**WORK ITEM**
How many lines in the data below contain the word "capability"? State only the number.

**INPUT RECORDS**
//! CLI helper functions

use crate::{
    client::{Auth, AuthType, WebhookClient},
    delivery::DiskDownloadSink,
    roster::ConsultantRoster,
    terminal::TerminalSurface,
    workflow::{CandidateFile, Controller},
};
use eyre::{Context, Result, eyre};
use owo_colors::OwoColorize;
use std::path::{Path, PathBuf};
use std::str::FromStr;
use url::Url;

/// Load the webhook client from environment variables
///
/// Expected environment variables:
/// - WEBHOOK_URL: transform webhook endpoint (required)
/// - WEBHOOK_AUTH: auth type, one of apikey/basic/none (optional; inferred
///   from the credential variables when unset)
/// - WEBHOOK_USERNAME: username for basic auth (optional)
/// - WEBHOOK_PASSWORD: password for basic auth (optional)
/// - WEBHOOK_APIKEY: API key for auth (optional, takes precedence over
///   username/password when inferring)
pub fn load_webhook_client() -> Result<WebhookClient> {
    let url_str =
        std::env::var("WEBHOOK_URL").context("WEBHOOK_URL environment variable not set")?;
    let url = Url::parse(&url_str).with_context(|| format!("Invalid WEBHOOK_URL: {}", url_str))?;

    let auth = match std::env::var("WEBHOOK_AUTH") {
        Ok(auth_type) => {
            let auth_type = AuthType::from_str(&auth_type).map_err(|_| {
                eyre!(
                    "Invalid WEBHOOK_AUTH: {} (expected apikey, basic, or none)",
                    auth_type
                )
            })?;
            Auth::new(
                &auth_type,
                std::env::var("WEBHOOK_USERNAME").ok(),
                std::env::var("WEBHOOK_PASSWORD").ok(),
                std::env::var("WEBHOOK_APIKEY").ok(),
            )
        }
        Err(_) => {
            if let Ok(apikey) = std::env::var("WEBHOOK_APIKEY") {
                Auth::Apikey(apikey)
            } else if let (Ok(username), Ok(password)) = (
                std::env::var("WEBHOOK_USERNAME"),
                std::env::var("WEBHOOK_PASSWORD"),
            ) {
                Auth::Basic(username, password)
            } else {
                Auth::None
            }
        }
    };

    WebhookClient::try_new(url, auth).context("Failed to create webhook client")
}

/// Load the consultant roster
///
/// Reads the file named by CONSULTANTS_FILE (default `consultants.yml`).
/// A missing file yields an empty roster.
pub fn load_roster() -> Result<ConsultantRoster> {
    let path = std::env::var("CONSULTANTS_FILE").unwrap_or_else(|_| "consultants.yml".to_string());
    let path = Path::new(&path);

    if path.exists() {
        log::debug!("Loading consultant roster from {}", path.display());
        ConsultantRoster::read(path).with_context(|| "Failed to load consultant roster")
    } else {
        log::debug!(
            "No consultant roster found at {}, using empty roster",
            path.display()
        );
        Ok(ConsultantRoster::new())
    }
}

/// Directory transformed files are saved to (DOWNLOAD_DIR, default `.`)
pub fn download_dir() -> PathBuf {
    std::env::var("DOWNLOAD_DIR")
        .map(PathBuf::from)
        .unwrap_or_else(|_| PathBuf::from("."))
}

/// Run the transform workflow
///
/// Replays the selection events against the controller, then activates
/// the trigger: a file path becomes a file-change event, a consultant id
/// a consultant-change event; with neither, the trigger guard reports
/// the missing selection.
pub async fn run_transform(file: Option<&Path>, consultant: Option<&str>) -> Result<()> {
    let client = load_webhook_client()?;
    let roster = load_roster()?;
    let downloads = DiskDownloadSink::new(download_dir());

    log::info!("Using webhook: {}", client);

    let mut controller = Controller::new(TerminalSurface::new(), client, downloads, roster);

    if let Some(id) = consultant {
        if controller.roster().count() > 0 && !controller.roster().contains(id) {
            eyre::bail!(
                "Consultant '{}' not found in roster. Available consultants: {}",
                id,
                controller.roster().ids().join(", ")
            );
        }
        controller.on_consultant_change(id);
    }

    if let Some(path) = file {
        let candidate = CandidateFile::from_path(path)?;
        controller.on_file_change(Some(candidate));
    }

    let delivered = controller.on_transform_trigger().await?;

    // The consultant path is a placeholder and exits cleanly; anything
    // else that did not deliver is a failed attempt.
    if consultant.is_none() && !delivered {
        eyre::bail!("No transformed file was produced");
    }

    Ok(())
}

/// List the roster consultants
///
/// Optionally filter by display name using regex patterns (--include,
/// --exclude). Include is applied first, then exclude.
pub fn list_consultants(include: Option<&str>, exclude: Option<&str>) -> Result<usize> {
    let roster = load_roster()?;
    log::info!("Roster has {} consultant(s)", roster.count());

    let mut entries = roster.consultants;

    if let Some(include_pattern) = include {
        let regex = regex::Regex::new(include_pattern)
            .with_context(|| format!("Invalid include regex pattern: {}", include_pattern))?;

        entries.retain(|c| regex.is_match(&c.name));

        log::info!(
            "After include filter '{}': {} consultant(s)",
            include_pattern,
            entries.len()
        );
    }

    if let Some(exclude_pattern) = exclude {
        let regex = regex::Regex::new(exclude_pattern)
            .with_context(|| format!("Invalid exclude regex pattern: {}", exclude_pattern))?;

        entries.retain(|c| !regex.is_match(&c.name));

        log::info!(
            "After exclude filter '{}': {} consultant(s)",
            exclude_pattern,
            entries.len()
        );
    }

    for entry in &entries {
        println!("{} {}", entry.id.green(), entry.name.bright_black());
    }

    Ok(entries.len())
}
---
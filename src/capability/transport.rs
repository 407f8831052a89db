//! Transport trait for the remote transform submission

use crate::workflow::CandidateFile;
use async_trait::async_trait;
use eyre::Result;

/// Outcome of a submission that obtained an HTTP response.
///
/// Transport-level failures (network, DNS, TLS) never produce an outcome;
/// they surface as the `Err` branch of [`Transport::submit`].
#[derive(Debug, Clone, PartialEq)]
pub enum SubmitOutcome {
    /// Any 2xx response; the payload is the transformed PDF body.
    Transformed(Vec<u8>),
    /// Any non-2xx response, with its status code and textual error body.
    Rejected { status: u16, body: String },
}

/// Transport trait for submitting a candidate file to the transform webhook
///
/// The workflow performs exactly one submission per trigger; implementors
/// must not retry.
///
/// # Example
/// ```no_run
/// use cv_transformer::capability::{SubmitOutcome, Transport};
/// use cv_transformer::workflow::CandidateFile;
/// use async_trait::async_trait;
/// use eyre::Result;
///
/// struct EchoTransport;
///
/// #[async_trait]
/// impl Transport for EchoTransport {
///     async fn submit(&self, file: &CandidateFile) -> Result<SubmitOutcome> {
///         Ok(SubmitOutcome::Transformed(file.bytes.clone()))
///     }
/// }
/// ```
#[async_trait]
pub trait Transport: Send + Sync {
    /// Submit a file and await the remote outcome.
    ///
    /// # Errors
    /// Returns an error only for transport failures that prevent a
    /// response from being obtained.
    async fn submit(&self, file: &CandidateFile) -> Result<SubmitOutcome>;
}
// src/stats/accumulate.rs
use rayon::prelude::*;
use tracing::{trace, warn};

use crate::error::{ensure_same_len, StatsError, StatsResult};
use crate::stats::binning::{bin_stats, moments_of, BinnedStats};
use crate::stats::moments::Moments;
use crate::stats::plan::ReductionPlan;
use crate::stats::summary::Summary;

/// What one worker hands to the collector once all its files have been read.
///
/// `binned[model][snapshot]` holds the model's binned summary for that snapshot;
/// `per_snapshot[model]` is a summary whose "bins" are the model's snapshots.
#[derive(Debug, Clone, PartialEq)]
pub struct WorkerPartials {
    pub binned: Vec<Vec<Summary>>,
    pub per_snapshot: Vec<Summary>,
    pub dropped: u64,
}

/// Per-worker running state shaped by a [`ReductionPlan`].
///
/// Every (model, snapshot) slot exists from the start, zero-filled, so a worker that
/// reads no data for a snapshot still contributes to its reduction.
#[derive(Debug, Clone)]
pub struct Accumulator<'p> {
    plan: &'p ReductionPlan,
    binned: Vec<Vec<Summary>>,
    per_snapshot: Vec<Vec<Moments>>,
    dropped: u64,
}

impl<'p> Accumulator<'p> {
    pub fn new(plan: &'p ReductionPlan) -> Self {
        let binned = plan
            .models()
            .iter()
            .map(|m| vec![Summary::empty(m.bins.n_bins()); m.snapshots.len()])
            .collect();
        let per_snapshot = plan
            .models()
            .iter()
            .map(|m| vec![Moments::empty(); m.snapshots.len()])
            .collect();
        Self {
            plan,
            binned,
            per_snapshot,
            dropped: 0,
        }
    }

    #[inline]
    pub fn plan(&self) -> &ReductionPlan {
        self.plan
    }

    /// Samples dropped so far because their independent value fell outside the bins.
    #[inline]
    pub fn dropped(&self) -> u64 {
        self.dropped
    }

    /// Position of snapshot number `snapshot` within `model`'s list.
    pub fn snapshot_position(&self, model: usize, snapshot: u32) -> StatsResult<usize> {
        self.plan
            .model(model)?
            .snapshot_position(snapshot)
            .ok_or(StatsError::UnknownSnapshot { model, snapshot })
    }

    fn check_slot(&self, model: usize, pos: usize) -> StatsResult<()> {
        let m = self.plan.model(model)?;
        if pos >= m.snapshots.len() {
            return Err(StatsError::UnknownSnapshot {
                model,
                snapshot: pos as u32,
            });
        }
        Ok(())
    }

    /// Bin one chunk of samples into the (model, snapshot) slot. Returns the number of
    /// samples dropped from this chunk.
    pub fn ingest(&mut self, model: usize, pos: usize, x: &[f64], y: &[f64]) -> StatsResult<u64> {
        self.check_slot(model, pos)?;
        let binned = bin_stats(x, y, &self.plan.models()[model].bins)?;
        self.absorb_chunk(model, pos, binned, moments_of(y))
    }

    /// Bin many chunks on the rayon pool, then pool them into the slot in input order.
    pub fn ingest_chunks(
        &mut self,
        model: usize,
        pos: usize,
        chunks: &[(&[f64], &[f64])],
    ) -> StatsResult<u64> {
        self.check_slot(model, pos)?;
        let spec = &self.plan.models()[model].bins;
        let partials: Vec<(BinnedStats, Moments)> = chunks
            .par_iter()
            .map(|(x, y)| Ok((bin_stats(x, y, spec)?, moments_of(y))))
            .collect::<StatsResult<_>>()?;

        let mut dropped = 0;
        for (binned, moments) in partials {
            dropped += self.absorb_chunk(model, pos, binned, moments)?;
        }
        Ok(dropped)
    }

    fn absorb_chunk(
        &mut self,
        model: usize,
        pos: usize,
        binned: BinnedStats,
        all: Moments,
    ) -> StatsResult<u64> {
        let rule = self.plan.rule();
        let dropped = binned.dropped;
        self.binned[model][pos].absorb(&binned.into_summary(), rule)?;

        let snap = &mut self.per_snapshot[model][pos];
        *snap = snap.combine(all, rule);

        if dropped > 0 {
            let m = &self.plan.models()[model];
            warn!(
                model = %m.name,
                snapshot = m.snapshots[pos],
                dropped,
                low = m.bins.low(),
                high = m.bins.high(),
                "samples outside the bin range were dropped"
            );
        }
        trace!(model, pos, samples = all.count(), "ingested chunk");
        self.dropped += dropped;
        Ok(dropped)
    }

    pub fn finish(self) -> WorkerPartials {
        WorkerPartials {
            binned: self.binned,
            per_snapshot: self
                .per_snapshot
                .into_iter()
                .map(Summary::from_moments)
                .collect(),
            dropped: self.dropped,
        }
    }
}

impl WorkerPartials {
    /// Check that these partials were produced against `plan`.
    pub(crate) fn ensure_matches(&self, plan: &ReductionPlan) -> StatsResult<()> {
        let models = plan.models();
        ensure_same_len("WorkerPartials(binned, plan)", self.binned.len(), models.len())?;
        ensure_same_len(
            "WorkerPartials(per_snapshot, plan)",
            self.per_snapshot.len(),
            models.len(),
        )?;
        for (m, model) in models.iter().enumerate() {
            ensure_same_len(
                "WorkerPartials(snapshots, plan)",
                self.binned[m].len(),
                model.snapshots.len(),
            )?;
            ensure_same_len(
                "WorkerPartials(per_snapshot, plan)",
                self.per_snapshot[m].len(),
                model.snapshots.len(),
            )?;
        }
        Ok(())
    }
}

**ANSWER SECTION**
2